## EXERCISE DESCRIPTION
From the records below, find each line with the string "crate" and copy it.

RECORDS SHOWN section start

#[cfg(test)]
mod tests {
    use super::*;
    use crate::config::StandardWeights;
    use crate::logic::{Literal, Signature};

    struct TestCtx {
        bank: TermBank,
        next_id: u32,
    }

    impl TestCtx {
        fn new() -> Self {
            let mut sig = Signature::new();
            sig.add_symbol("a", 0).unwrap();
            sig.add_symbol("b", 0).unwrap();
            sig.add_symbol("f", 1).unwrap();
            sig.add_predicate("p", 1).unwrap();
            sig.add_predicate("q", 2).unwrap();
            TestCtx {
                bank: TermBank::new(sig, StandardWeights::default()).unwrap(),
                next_id: 0,
            }
        }

        fn t(&mut self, name: &str, args: &[TermId]) -> TermId {
            let s = self.bank.signature().get(name).unwrap();
            self.bank.app(s, args).unwrap()
        }

        fn atom(&mut self, positive: bool, name: &str, args: &[TermId]) -> Literal {
            let a = self.t(name, args);
            Literal::atom(&self.bank, positive, a)
        }

        fn clause(&mut self, lits: Vec<Literal>) -> Clause {
            self.next_id += 1;
            Clause::new(ClauseId(self.next_id), lits, &self.bank)
        }
    }

    #[test]
    fn test_raw_features() {
        let mut ctx = TestCtx::new();
        let a = ctx.t("a", &[]);
        let fa = ctx.t("f", &[a]);
        let l1 = ctx.atom(true, "p", &[fa]);
        let l2 = ctx.atom(false, "p", &[a]);
        let c = ctx.clause(vec![l1, l2]);

        let spec = FeatureSpec::default();
        let raw = spec.raw_features(&ctx.bank, &c);
        assert_eq!(raw.len(), 2 + 16 * 4);
        assert_eq!(&raw[..2], &[1, 1]);

        let slot = |s: &str| 2 + ctx.bank.signature().get(s).unwrap().index() * 4;
        // a: once positive at depth 2, once negative at depth 1
        assert_eq!(&raw[slot("a")..slot("a") + 4], &[1, 1, 3, 2]);
        assert_eq!(&raw[slot("f")..slot("f") + 4], &[1, 0, 2, 0]);
        assert_eq!(&raw[slot("p")..slot("p") + 4], &[1, 1, 1, 1]);
        // $true is not counted
        assert_eq!(&raw[2..6], &[0, 0, 0, 0]);
    }

    #[test]
    fn test_compatibility() {
        let small = FeatureVector { values: vec![1, 0, 2] };
        let big = FeatureVector { values: vec![1, 3, 2] };
        assert!(small.compatible_as_subsumer(&big));
        assert!(!big.compatible_as_subsumer(&small));
        assert!(big.compatible_as_subsumed(&small));
        assert!(small.compatible_as_subsumed(&small));
    }

    #[test]
    fn test_permutation_drops_constant_zero() {
        let mut ctx = TestCtx::new();
        let a = ctx.t("a", &[]);
        let b = ctx.t("b", &[]);
        let l1 = ctx.atom(true, "p", &[a]);
        let l2 = ctx.atom(true, "p", &[b]);
        let l3 = ctx.atom(false, "p", &[b]);
        let c1 = ctx.clause(vec![l1]);
        let c2 = ctx.clause(vec![l2, l3]);

        let spec = FeatureSpec {
            symbol_depths: false,
            ..FeatureSpec::default()
        };
        let perm = spec.compute_permutation(&ctx.bank, [&c1, &c2]);
        // Nonzero somewhere: pos/neg literal counts, pos/neg for p, pos a,
        // pos/neg b
        assert_eq!(perm.len(), 7);
        let empty: [&Clause; 0] = [];
        assert_eq!(spec.compute_permutation(&ctx.bank, empty), FeaturePermutation::identity(&spec));
    }

    #[test]
    fn test_index_queries() {
        let mut ctx = TestCtx::new();
        let a = ctx.t("a", &[]);
        let x = ctx.bank.var(0);
        let fx = ctx.t("f", &[x]);
        let fa = ctx.t("f", &[a]);

        let px = ctx.atom(true, "p", &[x]);
        let qxa = ctx.atom(false, "q", &[x, a]);
        let general = ctx.clause(vec![px, qxa]);

        let pfa = ctx.atom(true, "p", &[fa]);
        let qfaa = ctx.atom(false, "q", &[fa, a]);
        let pa = ctx.atom(true, "p", &[a]);
        let specific = ctx.clause(vec![pfa, qfaa, pa]);

        let pfx = ctx.atom(false, "p", &[fx]);
        let unrelated = ctx.clause(vec![pfx]);

        let mut index = FvIndex::with_identity(FeatureSpec::default());
        index.insert(&ctx.bank, &general);
        index.insert(&ctx.bank, &specific);
        index.insert(&ctx.bank, &unrelated);
        assert_eq!(index.len(), 3);

        let subsumers: Vec<ClauseId> = index.query(&ctx.bank, &specific, Direction::Subsumers).collect();
        assert!(subsumers.contains(&general.id));
        assert!(subsumers.contains(&specific.id));
        assert!(!subsumers.contains(&unrelated.id));

        let subsumed: Vec<ClauseId> = index.query(&ctx.bank, &general, Direction::Subsumed).collect();
        assert!(subsumed.contains(&specific.id));
        assert!(!subsumed.contains(&unrelated.id));

        assert!(index.delete(general.id));
        assert!(!index.delete(general.id));
        assert!(!index.contains(general.id));
        let subsumers: Vec<ClauseId> = index.query(&ctx.bank, &specific, Direction::Subsumers).collect();
        assert_eq!(subsumers, vec![specific.id]);
    }

    #[test]
    #[should_panic(expected = "inserted twice")]
    fn test_double_insert_is_fatal() {
        let mut ctx = TestCtx::new();
        let a = ctx.t("a", &[]);
        let pa = ctx.atom(true, "p", &[a]);
        let c = ctx.clause(vec![pa]);
        let mut index = FvIndex::with_identity(FeatureSpec::default());
        index.insert(&ctx.bank, &c);
        index.insert(&ctx.bank, &c);
    }
}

RECORDS SHOWN section end

## EXPECTED ANSWER
    use crate::config::StandardWeights;
    use crate::logic::{Literal, Signature};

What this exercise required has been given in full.